First things first, I think I should probably tell you this at this point; I do not have kids. You can ‘smh’ all you want, but I’m telling you, that Maasai guy actually told me to say hi to my kids. I can’t tell where throughout our interaction he had somehow picked up the notion that I have children. But before I could ask him, he had disappeared into the Isinya landscape like a genie. He was gone, but the impact of his words clung onto me like adult responsibilities. Call me petty. It’s fine. But I decided to dwell on that one remark made somewhere in the heart of Isinya, witnessed by shrubs, cactus and whirlwinds. I knew Maasais could jump, what I didn’t know was how easily they could jump into conclusions.

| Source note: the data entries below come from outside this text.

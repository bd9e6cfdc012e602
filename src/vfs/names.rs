//! Mapping between the file names callers see and canonical emoji names.
//!
//! An emoji's identity is its canonical name; the extension is only added
//! when rendering it as a file, based on its media type. Lookups accept the
//! rendered name as well as the bare name, so `parrot` and `parrot.gif` both
//! reach the emoji `parrot`.

use super::{Error, cache::Listing, path::FileName};
use crate::store::{EmojiEntry, MediaType};

/// The media type an entry renders with. Aliases borrow their target's.
pub fn media_type_of(entry: &EmojiEntry, listing: &Listing) -> Option<MediaType> {
    entry.media_type.or_else(|| {
        entry
            .alias_for
            .as_deref()
            .and_then(|target| listing.get(target))
            .and_then(|target| target.media_type)
    })
}

/// The file name an entry is listed under.
///
/// No two entries of a listing render alike: a name that already ends in its
/// extension gets it doubled when its base entry renders to that name.
pub fn render(entry: &EmojiEntry, listing: &Listing) -> String {
    let name = &entry.name;
    let own_extension = name.rsplit_once('.');
    let own_media_type =
        own_extension.and_then(|(_, extension)| MediaType::from_extension(extension));

    match media_type_of(entry, listing) {
        Some(media_type) if own_media_type != Some(media_type) => {
            return format!("{name}.{}", media_type.extension());
        }
        _ => {}
    }

    match own_extension {
        Some((base, extension))
            if listing
                .get(base)
                .is_some_and(|base| render(base, listing) == *name) =>
        {
            format!("{name}.{extension}")
        }
        _ => name.clone(),
    }
}

/// Finds the entry a file name refers to.
///
/// Returns `Ok(None)` when nothing matches and [`Error::AmbiguousName`] when a
/// bare name could mean more than one entry. Nothing is picked by priority
/// between equally good candidates.
pub fn resolve<'a>(file: &FileName, listing: &'a Listing) -> Result<Option<&'a EmojiEntry>, Error> {
    let raw = file.raw();

    let rendered: Vec<_> = listing
        .iter()
        .filter(|entry| render(entry, listing) == raw)
        .collect();
    if let Some(entry) = single(raw, rendered)? {
        return Ok(Some(entry));
    }

    if let Some(entry) = listing.get(raw) {
        return Ok(Some(entry));
    }

    if file.media_type().is_some() {
        return Ok(listing.get(file.base()));
    }

    let variants: Vec<_> = listing
        .iter()
        .filter(|entry| {
            render(entry, listing)
                .strip_prefix(raw)
                .and_then(|rest| rest.strip_prefix('.'))
                .and_then(MediaType::from_extension)
                .is_some()
        })
        .collect();
    single(raw, variants)
}

fn single<'a>(
    raw: &str,
    candidates: Vec<&'a EmojiEntry>,
) -> Result<Option<&'a EmojiEntry>, Error> {
    match candidates.as_slice() {
        [] => Ok(None),
        [entry] => Ok(Some(*entry)),
        _ => Err(Error::AmbiguousName {
            name: raw.to_owned(),
            candidates: candidates
                .iter()
                .map(|entry| entry.name.clone())
                .collect(),
        }),
    }
}
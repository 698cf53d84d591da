//! Domain error taxonomy shared by every layer.

use crate::types::DbId;

/// Errors raised by domain logic.
///
/// The API layer maps each variant onto a stable HTTP status and error code;
/// see `spotter_api::error::AppError`.
#[derive(Debug, thiserror::Error)]
pub enum CoreError {
    /// A referenced scene, character, answer, or player does not exist.
    ///
    /// `key` is whatever identifies the row: a single id, or a composite such
    /// as `scene 1 / character 4` for answers.
    #[error("{entity} {key} not found")]
    NotFound { entity: &'static str, key: String },

    /// Malformed or missing request fields.
    #[error("Validation failed: {0}")]
    Validation(String),

    /// Duplicate unique key (e.g. an email already registered).
    #[error("Conflict: {0}")]
    Conflict(String),

    /// Missing, invalid, or expired credential, or a credential whose backing
    /// identity row no longer exists.
    #[error("Unauthorized: {0}")]
    Unauthorized(String),

    /// Authenticated, but the role or ownership check failed.
    #[error("Forbidden: {0}")]
    Forbidden(String),

    #[error("Internal error: {0}")]
    Internal(String),
}

impl CoreError {
    /// `NotFound` for an entity addressed by a single id.
    pub fn not_found(entity: &'static str, id: DbId) -> Self {
        CoreError::NotFound {
            entity,
            key: format!("with id {id}"),
        }
    }
}
//! Scene entity model.

use serde::Serialize;
use spotter_core::types::{DbId, Timestamp};
use sqlx::FromRow;

/// A row from the `scenes` table.
#[derive(Debug, Clone, FromRow, Serialize)]
#[serde(rename_all = "camelCase")]
pub struct Scene {
    pub id: DbId,
    pub name: Option<String>,
    #[serde(rename = "url")]
    pub image_url: String,
    pub width: Option<i32>,
    pub height: Option<i32>,
    pub created_at: Timestamp,
}

impl Scene {
    /// Display label; unnamed scenes fall back to `Scene <id>`.
    pub fn label(&self) -> String {
        self.name
            .as_deref()
            .map(str::trim)
            .filter(|n| !n.is_empty())
            .map(String::from)
            .unwrap_or_else(|| format!("Scene {}", self.id))
    }
}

Throughout that journey back to the city, my mind was conjuring up arguments and counter arguments. Arguments to support the assertion that I could pass off as someone’s dad. Counter arguments to support the assertion that there was no way I could be a father at this time, because I hold this cherished belief that my cool kid days aren’t over yet. You see, I have always considered myself to be a late bloomer. I don’t look old enough to be a father, do I? Maybe it was just a silly prank Maasais like to play on other people. I couldn’t tell really.
In the next few days that followed that incident, I decided to pursue the reality that one day I really might have kids. And I wondered, what really would change that day when that newborn comes into this world with nothing but my DNA and clenched fists. When the nurse holds that bundle of joy and turns towards us (I probably will be in the delivery room to give support to the missus), eyes sparkling with genuine excitement, will they say, ‘It’s a boy’, or ‘It’s a girl’? In any case, what name would the missus and I settle on?
Or when they grow up and start viewing the world through curious lenses, what will I do? What will I do when they look up to me to give them answers to life’s most boggling questions, even when I don’t look up to myself?
Then I figured, you probably get a child when you don’t have all the answers. And you probably never will. Kids don’t come with a manual on how to operate them, a manual that you can refer to when they become sulky and moody, or when they get bullied at school or even when they are the ones doing the bullying. Or when they become teenagers, start experimenting with drugs and wearing skinny jeans like Young Thug.
In the end, I decided that when that time comes, I will sit back with the missus by my side, and watch as that strange epic of parenthood plays on, and whatever happens, whoever our kids turn out to be, I will still be proud of them. Hopefully.